> **Exercise brief**:
Filter the records, keeping every line that has the string "InvalidImage".

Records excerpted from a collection
----------

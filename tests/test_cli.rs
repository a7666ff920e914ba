use clap::Parser;
use notekeep::cli::args::{Args, Command};

#[test]
fn given_no_subcommand_when_parsing_then_fails() {
    // Arrange
    let args = vec!["notekeep"];

    // Act & Assert
    let result = Args::try_parse_from(args);
    assert!(result.is_err(), "Should fail without subcommand");
}

#[test]
fn given_list_command_when_parsing_then_succeeds() {
    // Arrange
    let args = vec!["notekeep", "list"];

    // Act
    let parsed = Args::try_parse_from(args).unwrap();

    // Assert
    match parsed.command {
        Command::List { json } => assert_eq!(json, false),
        _ => panic!("Expected List command"),
    }
    assert_eq!(parsed.config, None);
}

#[test]
fn given_json_flag_when_parsing_list_then_json_is_true() {
    // Arrange
    let args = vec!["notekeep", "list", "--json"];

    // Act
    let parsed = Args::try_parse_from(args).unwrap();

    // Assert
    match parsed.command {
        Command::List { json } => assert_eq!(json, true),
        _ => panic!("Expected List command"),
    }
}

#[test]
fn given_create_command_when_parsing_then_captures_fields() {
    // Arrange
    let args = vec!["notekeep", "create", "Groceries", "Milk and eggs"];

    // Act
    let parsed = Args::try_parse_from(args).unwrap();

    // Assert
    match parsed.command {
        Command::Create {
            name,
            description,
            image,
        } => {
            assert_eq!(name, "Groceries");
            assert_eq!(description, "Milk and eggs");
            assert_eq!(image, None);
        }
        _ => panic!("Expected Create command"),
    }
}

#[test]
fn given_create_with_image_flag_when_parsing_then_captures_path() {
    // Arrange
    let args = vec![
        "notekeep",
        "create",
        "Trip",
        "Beach photos",
        "--image",
        "/tmp/beach.png",
    ];

    // Act
    let parsed = Args::try_parse_from(args).unwrap();

    // Assert
    match parsed.command {
        Command::Create { image, .. } => {
            assert_eq!(image, Some(std::path::PathBuf::from("/tmp/beach.png")));
        }
        _ => panic!("Expected Create command"),
    }
}

#[test]
fn given_create_without_description_when_parsing_then_fails() {
    // Arrange - both text fields are required, like the form
    let args = vec!["notekeep", "create", "Groceries"];

    // Act & Assert
    assert!(Args::try_parse_from(args).is_err());
}

#[test]
fn given_delete_command_when_parsing_then_captures_id() {
    // Arrange
    let args = vec!["notekeep", "delete", "note-123"];

    // Act
    let parsed = Args::try_parse_from(args).unwrap();

    // Assert
    match parsed.command {
        Command::Delete { note_id } => assert_eq!(note_id, "note-123"),
        _ => panic!("Expected Delete command"),
    }
}

#[test]
fn given_login_command_when_parsing_then_captures_credentials() {
    // Arrange
    let args = vec![
        "notekeep",
        "login",
        "alice",
        "--token",
        "secret",
        "--identity",
        "identity-abc",
    ];

    // Act
    let parsed = Args::try_parse_from(args).unwrap();

    // Assert
    match parsed.command {
        Command::Login {
            username,
            token,
            identity,
        } => {
            assert_eq!(username, "alice");
            assert_eq!(token, "secret");
            assert_eq!(identity, "identity-abc");
        }
        _ => panic!("Expected Login command"),
    }
}

#[test]
fn given_global_config_flag_after_subcommand_when_parsing_then_succeeds() {
    // Arrange - global flags work anywhere when marked as global
    let args = vec!["notekeep", "list", "-c", "/path/to/notekeep.toml"];

    // Act
    let parsed = Args::try_parse_from(args).unwrap();

    // Assert
    assert_eq!(
        parsed.config,
        Some(std::path::PathBuf::from("/path/to/notekeep.toml"))
    );
}

#[test]
fn given_verbose_flag_when_parsing_then_increments_count() {
    // Arrange
    let args = vec!["notekeep", "-vv", "list"];

    // Act
    let parsed = Args::try_parse_from(args).unwrap();

    // Assert
    assert_eq!(parsed.verbose, 2);
}
// src/domain/note.rs
use chrono::{DateTime, Utc};
use serde::Serialize;

/// A note as held by the client after a fetch.
///
/// `image_key` is the persisted storage object key (the uploaded file's
/// original name). `image_url` is the signed retrieval URL derived during a
/// fetch; it is never persisted or sent back to the backend. The raw key is
/// only ever used to build a storage path, never shown to the user.
#[derive(Debug, Clone, PartialEq, Serialize)]
pub struct Note {
    pub id: String,
    pub name: String,
    pub description: String,
    pub image_key: Option<String>,
    pub image_url: Option<String>,
    pub owner: String,
    pub created_at: DateTime<Utc>,
    pub updated_at: DateTime<Utc>,
}

impl Note {
    /// True if the backend record references a storage object.
    pub fn has_image(&self) -> bool {
        self.image_key.as_deref().is_some_and(|k| !k.is_empty())
    }
}
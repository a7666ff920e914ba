// src/lib.rs
pub mod application;
pub mod cli;
pub mod constants;
pub mod domain;
pub mod infrastructure;
pub mod ports;
pub mod util;

use anyhow::{Context, Result};
use application::{Attachment, NewNote, Notebook};
use infrastructure::{Config, HttpMediaStore, HttpNoteStore, Session, SessionStore};
use ports::CardPresenter;
use std::path::Path;
use tracing::{debug, info};

use crate::cli::args::{Args, Command};

pub async fn run(args: Args) -> Result<()> {
    debug!(?args, "Starting notekeep with arguments");

    let config = Config::load_or_default(args.config.as_deref())?;
    let session_store = SessionStore::open_default()?;

    match args.command {
        Command::Login {
            username,
            token,
            identity,
        } => {
            let session = Session {
                access_token: token,
                identity_id: identity,
                username,
            };
            session_store.save(&session)?;
            println!("Signed in as {}", session.username);
        }

        Command::Logout => {
            session_store.clear()?;
            println!("Signed out");
        }

        Command::List { json } => {
            let session = session_store.require()?;
            let mut notebook = build_notebook(&config, &session);

            info!("Fetching notes");
            notebook.fetch_notes().await?;

            if json {
                println!("{}", serde_json::to_string_pretty(notebook.notes())?);
            } else {
                print!("{}", CardPresenter::new().render(notebook.notes()));
            }
        }

        Command::Create {
            name,
            description,
            image,
        } => {
            let session = session_store.require()?;
            let mut notebook = build_notebook(&config, &session);

            let attachment = match image {
                Some(path) => Some(load_attachment(&path).await?),
                None => None,
            };

            info!(%name, "Creating note");
            let created = notebook
                .create_note(NewNote {
                    name,
                    description,
                    attachment,
                })
                .await?;
            debug!(?created, "Created note");

            print!("{}", CardPresenter::new().render(notebook.notes()));
        }

        Command::Delete { note_id } => {
            let session = session_store.require()?;
            let mut notebook = build_notebook(&config, &session);

            info!(%note_id, "Deleting note");
            notebook.delete_note(&note_id).await?;

            print!("{}", CardPresenter::new().render(notebook.notes()));
        }
    }

    Ok(())
}

fn build_notebook(config: &Config, session: &Session) -> Notebook<HttpNoteStore, HttpMediaStore> {
    let note_store = HttpNoteStore::new(&config.backend.api_url, session);
    let media_store = HttpMediaStore::new(&config.backend.storage_url, session);
    Notebook::new(note_store, media_store)
}

/// Read an image file and validate it as PNG/JPEG before any remote call.
async fn load_attachment(path: &Path) -> Result<Attachment> {
    let file_name = path
        .file_name()
        .with_context(|| format!("No file name in path: {}", path.display()))?
        .to_string_lossy()
        .into_owned();

    let bytes = tokio::fs::read(path)
        .await
        .with_context(|| format!("Failed to read image file: {}", path.display()))?;

    let content_type = util::image::validate_attachment(&file_name, &bytes)?;

    Ok(Attachment {
        file_name,
        bytes,
        content_type,
    })
}
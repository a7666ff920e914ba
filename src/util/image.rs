// src/util/image.rs
use crate::constants::ACCEPTED_IMAGE_EXTENSIONS;
use crate::domain::DomainError;

const PNG_MAGIC: &[u8] = &[0x89, 0x50, 0x4e, 0x47, 0x0d, 0x0a, 0x1a, 0x0a];
const JPEG_MAGIC: &[u8] = &[0xff, 0xd8, 0xff];

/// MIME type for an accepted image file name, by extension.
pub fn content_type_for(file_name: &str) -> Option<&'static str> {
    let extension = file_name.rsplit_once('.')?.1.to_ascii_lowercase();
    match extension.as_str() {
        "png" => Some("image/png"),
        "jpg" | "jpeg" => Some("image/jpeg"),
        _ => None,
    }
}

/// Validate an attachment as PNG or JPEG and return its content type.
///
/// Checks both the extension and the file's magic bytes so a mislabeled
/// file is rejected before the note record is created.
pub fn validate_attachment(file_name: &str, bytes: &[u8]) -> Result<&'static str, DomainError> {
    let content_type = content_type_for(file_name).ok_or_else(|| DomainError::InvalidImage {
        file_name: file_name.to_string(),
        reason: format!(
            "unsupported extension (accepted: {})",
            ACCEPTED_IMAGE_EXTENSIONS.join(", ")
        ),
    })?;

    let magic_ok = match content_type {
        "image/png" => bytes.starts_with(PNG_MAGIC),
        "image/jpeg" => bytes.starts_with(JPEG_MAGIC),
        _ => false,
    };
    if !magic_ok {
        return Err(DomainError::InvalidImage {
            file_name: file_name.to_string(),
            reason: "file content does not match its extension".to_string(),
        });
    }

    Ok(content_type)
}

----------

> **Written solution**:
    let content_type = content_type_for(file_name).ok_or_else(|| DomainError::InvalidImage {
        return Err(DomainError::InvalidImage {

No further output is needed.